Abdul Hannan lives in the capital Male and rents out a simple three bedroom house in Addu to budget travellers for $116 a night.

He told Climate Home that the Maldives had a “dilemma” and that “though the Maldives is very threatened with climate change, average Maldivians do not seem to be bothered”.

He said: “While reclamation – if not careful – might cause environmental problems, I suppose Addu people would be hoping to benefit from the reclaimed land rather than thinking about resulting environmental damages”.

“People will be expecting land plots to build houses or government-built flats. Businessmen will be hoping to get land plots for warehouses, storage places and plots for shops etc,” he added.

Maldives environment minister Shauna Aminath speaks at Cop26 (Photo: Kiara Worth/Flickr)

An Indian company, Afcons Infrastructure Limited, won a contract worth a reported $147 million for the work, backed by India’s export credit agency.

The Maldives is heavily in debt. When tourism collapsed in 2020, its debt to national income ratio nearly doubled to 97%.

Nasheed has called for debt restructuring so that the Maldives can invest in adapting to rising sea levels.

Ghafoor disagreed. “Nobody owes us funding in that regard because the Maldives is destroying itself. It is self-harming”, she said.

Nasheed, who founded an NGO called the Maldives Coral Institute, has not spoken out against the project. Nasheed is from the governing party and did not respond to two requests for comment from Climate Home.

“He is a politician. He has been instrumental in doing many of these things himself during his presidency,” Ghafoor said.

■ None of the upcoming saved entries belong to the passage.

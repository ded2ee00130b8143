//! Page extraction
//!
//! Everything here is a pure function of the HTML it is given:
//! - `document`: the parsed-page abstraction with typed element queries
//! - `content`: main-content text and title extraction
//! - `links`: followable link extraction

mod content;
mod document;
mod links;

pub use content::{extract_content, extract_title, NON_CONTENT_TAGS};
pub use document::{collapsed_text, PageDocument};
pub use links::extract_links;

use url::Url;

/// Everything extracted from one page
#[derive(Debug, Clone, PartialEq, Eq)]
pub struct ParsedPage {
    /// Title from `<h1>` or `<title>`; empty when neither exists
    pub title: String,

    /// Normalized main-content text
    pub content: String,

    /// Absolute links in document order, without duplicates
    pub links: Vec<Url>,
}

/// Parses `html` once and runs every extractor on it
///
/// Title and links read the document as parsed; content extraction works on its
/// own stripped copy.
pub fn parse_page(html: &str, base_url: &Url) -> ParsedPage {
    let document = PageDocument::parse(html);

    ParsedPage {
        title: extract_title(&document),
        content: extract_content(&document),
        links: extract_links(&document, base_url),
    }
}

Campaigners are taking the government to court, arguing that the project is a violation of the 2008 constitution and its duty for the state to promote “ecologically balanced sustainable development” and “prevent pollution, the extinction of any species and ecological degradation”.

But Ghafoor does not have much more faith in the judiciary than in the government. “We are not relying on that at the moment because the court is not a really good place,” she said.

Controversies around reclamation are not specific to the Maldives or even to modern times. Young Rae Choi researches reclamation projects at Florida International University and said they have been happening for centuries in places like the Netherlands, Manhattan and San Francisco Bay.

Recently though, they have become more common and are particularly popular in East Asia and the Arabian Gulf. Globally, tourism is a relatively minor driver of reclamation compared to ports, airports, industry and luxury housing. Perhaps the most striking example of “prestige reclamation” is the Palm Jumeirah resort in Dubai.

She said that bringing sand in from outside of the atoll would be less environmentally damaging but also more expensive and “probably not economically feasible”.

Dubai’s Palm Jumeirah is made up of artificial islands for luxury property (Photo: Jason Mrachina/Flickr)

Ajwad Mustafha is the environment ministry’s permanent secretary. He told Climate Home: “The main reason for the project is to create space to facilitate the development of Addu City, where there is currently no available land for additional housing and economic infrastructure…

“It is fully understood that a project of this magnitude will have significant environmental impacts, especially in an atoll like Addu,” he said. The Environmental Protection Agency is reviewing the EIA and may attach conditions to the development.

“Therefore, the proposed methodology, environmental impacts and the mitigations measures suggested in the EIA may change. So, it is bit early for us to say what the actual impact would be at this stage, since this is an ongoing process.”

He said that, as well as reclamation, the project includes coastal protection and construction of flood (stormwater) mitigation system between the island and newly reclaimed land.